- [Exercise goal]:
Let the answer be the lines from the one with "let step = match" to the end of the entries, copied exactly with both boundary lines kept.

- [Data excerpts]:
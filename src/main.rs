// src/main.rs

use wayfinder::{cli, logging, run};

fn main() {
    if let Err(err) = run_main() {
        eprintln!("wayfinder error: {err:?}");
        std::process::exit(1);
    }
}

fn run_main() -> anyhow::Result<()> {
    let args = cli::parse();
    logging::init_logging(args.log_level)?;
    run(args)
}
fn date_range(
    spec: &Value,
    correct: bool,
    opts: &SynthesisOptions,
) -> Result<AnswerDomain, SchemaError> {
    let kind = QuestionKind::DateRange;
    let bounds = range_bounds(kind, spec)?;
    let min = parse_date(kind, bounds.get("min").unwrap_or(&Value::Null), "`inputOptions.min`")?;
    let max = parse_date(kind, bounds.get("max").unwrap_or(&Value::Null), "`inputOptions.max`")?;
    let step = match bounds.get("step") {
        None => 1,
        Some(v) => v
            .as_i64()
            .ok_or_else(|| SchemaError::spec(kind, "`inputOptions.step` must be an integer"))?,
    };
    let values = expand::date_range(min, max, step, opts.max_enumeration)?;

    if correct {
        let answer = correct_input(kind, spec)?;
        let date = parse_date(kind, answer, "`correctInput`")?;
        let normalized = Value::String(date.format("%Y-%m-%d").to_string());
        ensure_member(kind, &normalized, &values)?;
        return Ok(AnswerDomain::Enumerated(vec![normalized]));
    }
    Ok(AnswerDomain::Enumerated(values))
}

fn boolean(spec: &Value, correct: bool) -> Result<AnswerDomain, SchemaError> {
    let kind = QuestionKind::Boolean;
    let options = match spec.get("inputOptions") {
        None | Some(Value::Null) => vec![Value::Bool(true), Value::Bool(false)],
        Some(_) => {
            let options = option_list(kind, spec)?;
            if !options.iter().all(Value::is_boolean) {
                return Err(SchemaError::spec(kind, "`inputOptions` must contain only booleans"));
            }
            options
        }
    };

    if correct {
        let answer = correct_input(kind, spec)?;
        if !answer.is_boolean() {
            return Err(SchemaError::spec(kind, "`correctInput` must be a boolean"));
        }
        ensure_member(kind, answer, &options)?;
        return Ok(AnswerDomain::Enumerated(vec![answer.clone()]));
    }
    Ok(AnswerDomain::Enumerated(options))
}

- [Written answer]:
    let step = match bounds.get("step") {
        None => 1,
        Some(v) => v
            .as_i64()
            .ok_or_else(|| SchemaError::spec(kind, "`inputOptions.step` must be an integer"))?,
    };
    let values = expand::date_range(min, max, step, opts.max_enumeration)?;

    if correct {
        let answer = correct_input(kind, spec)?;
        let date = parse_date(kind, answer, "`correctInput`")?;
        let normalized = Value::String(date.format("%Y-%m-%d").to_string());
        ensure_member(kind, &normalized, &values)?;
        return Ok(AnswerDomain::Enumerated(vec![normalized]));
    }
    Ok(AnswerDomain::Enumerated(values))
}

fn boolean(spec: &Value, correct: bool) -> Result<AnswerDomain, SchemaError> {
    let kind = QuestionKind::Boolean;
    let options = match spec.get("inputOptions") {
        None | Some(Value::Null) => vec![Value::Bool(true), Value::Bool(false)],
        Some(_) => {
            let options = option_list(kind, spec)?;
            if !options.iter().all(Value::is_boolean) {
                return Err(SchemaError::spec(kind, "`inputOptions` must contain only booleans"));
            }
            options
        }
    };

    if correct {
        let answer = correct_input(kind, spec)?;
        if !answer.is_boolean() {
            return Err(SchemaError::spec(kind, "`correctInput` must be a boolean"));
        }
        ensure_member(kind, answer, &options)?;
        return Ok(AnswerDomain::Enumerated(vec![answer.clone()]));
    }
    Ok(AnswerDomain::Enumerated(options))
}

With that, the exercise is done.